Poets and attendees of West Chester University’s annual, internationally-known Poetry Conference have spoken out against Director Kim Bridgford’s reassignment to full-time teaching and the subsequent cancellation of the 2015 Poetry Conference.

The announcement of Dr. Bridgford’s reassignment was emailed to the English department at WCU on Monday, Sept. 15.  Dr. Lori Vermeulen, the Dean of the College of Arts and Sciences, emailed the department and informed them, “Beginning today, Dr. Kim Bridgford will no longer serve as the Center’s Director.”

Dr. Vermeulen told the staff “as we make this transition, please be assured that the University is committed to the long-term success of the Poetry Center and its programs.”  Dr. Vermeulen explained that an administrative review was underway to determine how to proceed with the Poetry Center.  “Input will be sought from members of both the campus and poetry communities,” her email said.

Given the timing and the process that will go into hiring a new director, Dr. Vermeulen’s email also said, “I am following the advice of conference co-founder Dana Gioia and placing the event in hiatus for one year while we develop the organization and leadership necessary to assure a thriving conference in June 2016.”

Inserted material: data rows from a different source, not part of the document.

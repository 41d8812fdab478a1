// File: crates/scope-core/build.rs
// Summary: Build script to link required Windows system libraries for Skia/ICU (textlayout labels).

fn main() {
    #[cfg(target_os = "windows")]
    {
        // Needed for RegOpenKeyExW, RegQueryInfoKeyW, etc.
        println!("cargo:rustc-link-lib=advapi32");
    }
    println!("cargo:rerun-if-changed=build.rs");
}
//! File formats and run configuration for binstat
//!
//! Histograms are stored as bin-entry CSVs, one row per slot including under-
//! and overflow. Aggregate results are stored as mean-record CSVs.
//!
//! # Example
//!
//! ```
//! use binstat_histogram::Histogram;
//! use binstat_io::{read_histogram_from, write_histogram_to};
//!
//! let mut hist = Histogram::uniform(2, 0.0, 2.0);
//! hist.fill(0.5);
//!
//! let mut buffer = Vec::new();
//! write_histogram_to(&mut buffer, &hist).unwrap();
//! let back = read_histogram_from(buffer.as_slice(), "memory").unwrap();
//! assert_eq!(back.contents(1), 1.0);
//! ```

pub mod bin_entry;
pub mod config;
pub mod directory;
pub mod error;
pub mod means;
pub mod observations;

pub use bin_entry::{read_histogram, read_histogram_from, write_histogram, write_histogram_to};
pub use config::CompareConfig;
pub use directory::hists_from_dir;
pub use error::{Error, Result};
pub use means::{
    read_means, read_means_from, write_mean_variance, write_mean_variance_to, write_means, write_means_to,
    DEFAULT_SEPARATOR,
};
pub use observations::{histogram_from_observation_file, read_column};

Dr. Vermeulen declined to comment on the reason for Dr. Bridgford’s reassignment, due to faculty having confidentiality rights in regards to personnel decisions. Pamela Sheridan, the director of Public Relations and Marketing at West Chester University, has confirmed that Dr. Bridgford was reassigned to full-time teaching.

The Poetry Center’s website,, has reflected the change.  The staff page states, “The position of Poetry Center Director is currently vacant.”  The website also states, “Due to a reorganization of the WCU Poetry Center, the Poetry Conference is in hiatus for a year.  The next West Chester Poetry Conference will take place in June 2016.”  Fall 2014 events have also been postponed or canceled.

The Poetry Conference is a four-day event to which poets come from around the world.  The conference had its 20th anniversary this past June.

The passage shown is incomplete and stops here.